* Task
Would you print the records below without changing anything?

* Extracted entries
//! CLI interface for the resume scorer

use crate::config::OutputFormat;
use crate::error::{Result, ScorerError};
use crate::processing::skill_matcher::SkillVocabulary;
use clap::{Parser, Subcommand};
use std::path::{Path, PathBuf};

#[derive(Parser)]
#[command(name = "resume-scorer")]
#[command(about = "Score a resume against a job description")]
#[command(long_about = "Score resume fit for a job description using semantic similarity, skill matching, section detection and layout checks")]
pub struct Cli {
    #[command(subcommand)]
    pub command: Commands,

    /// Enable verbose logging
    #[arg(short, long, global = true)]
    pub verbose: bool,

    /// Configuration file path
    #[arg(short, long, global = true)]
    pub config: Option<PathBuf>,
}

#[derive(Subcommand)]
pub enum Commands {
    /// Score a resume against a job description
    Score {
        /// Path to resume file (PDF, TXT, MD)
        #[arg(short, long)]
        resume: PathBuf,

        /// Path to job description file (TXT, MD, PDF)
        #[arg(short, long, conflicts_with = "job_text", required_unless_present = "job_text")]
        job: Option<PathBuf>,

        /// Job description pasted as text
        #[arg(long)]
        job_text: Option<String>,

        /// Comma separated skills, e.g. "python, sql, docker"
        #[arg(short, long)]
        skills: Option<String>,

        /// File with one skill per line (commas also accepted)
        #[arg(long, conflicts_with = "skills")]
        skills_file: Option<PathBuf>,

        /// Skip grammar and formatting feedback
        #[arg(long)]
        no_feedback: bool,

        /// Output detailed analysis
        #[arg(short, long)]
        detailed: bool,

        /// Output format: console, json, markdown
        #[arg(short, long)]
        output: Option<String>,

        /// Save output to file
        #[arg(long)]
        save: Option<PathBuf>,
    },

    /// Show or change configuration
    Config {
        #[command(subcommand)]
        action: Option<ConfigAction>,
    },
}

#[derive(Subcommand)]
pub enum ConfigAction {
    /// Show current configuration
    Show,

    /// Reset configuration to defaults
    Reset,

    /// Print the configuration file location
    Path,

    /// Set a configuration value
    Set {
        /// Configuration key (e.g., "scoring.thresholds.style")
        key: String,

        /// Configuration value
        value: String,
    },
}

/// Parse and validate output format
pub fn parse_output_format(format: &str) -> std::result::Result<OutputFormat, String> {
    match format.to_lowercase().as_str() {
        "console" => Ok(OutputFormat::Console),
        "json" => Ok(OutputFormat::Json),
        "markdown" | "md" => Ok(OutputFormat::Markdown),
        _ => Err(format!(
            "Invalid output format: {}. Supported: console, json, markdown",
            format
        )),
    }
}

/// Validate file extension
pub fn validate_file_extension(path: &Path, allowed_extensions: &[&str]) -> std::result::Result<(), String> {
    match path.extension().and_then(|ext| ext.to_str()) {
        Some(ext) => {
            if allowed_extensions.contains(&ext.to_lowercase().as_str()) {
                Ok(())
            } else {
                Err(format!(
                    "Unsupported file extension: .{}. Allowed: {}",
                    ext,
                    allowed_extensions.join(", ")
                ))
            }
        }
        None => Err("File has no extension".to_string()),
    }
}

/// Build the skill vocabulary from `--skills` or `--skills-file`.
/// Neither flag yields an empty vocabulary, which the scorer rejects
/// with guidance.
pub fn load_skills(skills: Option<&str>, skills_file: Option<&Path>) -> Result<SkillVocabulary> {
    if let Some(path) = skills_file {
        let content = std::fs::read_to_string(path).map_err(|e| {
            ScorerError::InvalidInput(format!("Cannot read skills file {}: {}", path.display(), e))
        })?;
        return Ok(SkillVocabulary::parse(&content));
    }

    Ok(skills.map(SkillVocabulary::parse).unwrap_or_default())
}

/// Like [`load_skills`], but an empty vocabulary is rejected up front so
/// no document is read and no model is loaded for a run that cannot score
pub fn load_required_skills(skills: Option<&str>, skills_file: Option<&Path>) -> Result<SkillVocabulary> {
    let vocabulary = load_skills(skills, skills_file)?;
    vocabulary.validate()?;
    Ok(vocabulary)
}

* Response area
//! CLI interface for the resume scorer

use crate::config::OutputFormat;
use crate::error::{Result, ScorerError};
use crate::processing::skill_matcher::SkillVocabulary;
use clap::{Parser, Subcommand};
use std::path::{Path, PathBuf};

#[derive(Parser)]
#[command(name = "resume-scorer")]
#[command(about = "Score a resume against a job description")]
#[command(long_about = "Score resume fit for a job description using semantic similarity, skill matching, section detection and layout checks")]
pub struct Cli {
    #[command(subcommand)]
    pub command: Commands,

    /// Enable verbose logging
    #[arg(short, long, global = true)]
    pub verbose: bool,

    /// Configuration file path
    #[arg(short, long, global = true)]
    pub config: Option<PathBuf>,
}

#[derive(Subcommand)]
pub enum Commands {
    /// Score a resume against a job description
    Score {
        /// Path to resume file (PDF, TXT, MD)
        #[arg(short, long)]
        resume: PathBuf,

        /// Path to job description file (TXT, MD, PDF)
        #[arg(short, long, conflicts_with = "job_text", required_unless_present = "job_text")]
        job: Option<PathBuf>,

        /// Job description pasted as text
        #[arg(long)]
        job_text: Option<String>,

        /// Comma separated skills, e.g. "python, sql, docker"
        #[arg(short, long)]
        skills: Option<String>,

        /// File with one skill per line (commas also accepted)
        #[arg(long, conflicts_with = "skills")]
        skills_file: Option<PathBuf>,

        /// Skip grammar and formatting feedback
        #[arg(long)]
        no_feedback: bool,

        /// Output detailed analysis
        #[arg(short, long)]
        detailed: bool,

        /// Output format: console, json, markdown
        #[arg(short, long)]
        output: Option<String>,

        /// Save output to file
        #[arg(long)]
        save: Option<PathBuf>,
    },

    /// Show or change configuration
    Config {
        #[command(subcommand)]
        action: Option<ConfigAction>,
    },
}

#[derive(Subcommand)]
pub enum ConfigAction {
    /// Show current configuration
    Show,

    /// Reset configuration to defaults
    Reset,

    /// Print the configuration file location
    Path,

    /// Set a configuration value
    Set {
        /// Configuration key (e.g., "scoring.thresholds.style")
        key: String,

        /// Configuration value
        value: String,
    },
}

/// Parse and validate output format
pub fn parse_output_format(format: &str) -> std::result::Result<OutputFormat, String> {
    match format.to_lowercase().as_str() {
        "console" => Ok(OutputFormat::Console),
        "json" => Ok(OutputFormat::Json),
        "markdown" | "md" => Ok(OutputFormat::Markdown),
        _ => Err(format!(
            "Invalid output format: {}. Supported: console, json, markdown",
            format
        )),
    }
}

/// Validate file extension
pub fn validate_file_extension(path: &Path, allowed_extensions: &[&str]) -> std::result::Result<(), String> {
    match path.extension().and_then(|ext| ext.to_str()) {
        Some(ext) => {
            if allowed_extensions.contains(&ext.to_lowercase().as_str()) {
                Ok(())
            } else {
                Err(format!(
                    "Unsupported file extension: .{}. Allowed: {}",
                    ext,
                    allowed_extensions.join(", ")
                ))
            }
        }
        None => Err("File has no extension".to_string()),
    }
}

/// Build the skill vocabulary from `--skills` or `--skills-file`.
/// Neither flag yields an empty vocabulary, which the scorer rejects
/// with guidance.
pub fn load_skills(skills: Option<&str>, skills_file: Option<&Path>) -> Result<SkillVocabulary> {
    if let Some(path) = skills_file {
        let content = std::fs::read_to_string(path).map_err(|e| {
            ScorerError::InvalidInput(format!("Cannot read skills file {}: {}", path.display(), e))
        })?;
        return Ok(SkillVocabulary::parse(&content));
    }

    Ok(skills.map(SkillVocabulary::parse).unwrap_or_default())
}

/// Like [`load_skills`], but an empty vocabulary is rejected up front so
/// no document is read and no model is loaded for a run that cannot score
pub fn load_required_skills(skills: Option<&str>, skills_file: Option<&Path>) -> Result<SkillVocabulary> {
    let vocabulary = load_skills(skills, skills_file)?;
    vocabulary.validate()?;
    Ok(vocabulary)
}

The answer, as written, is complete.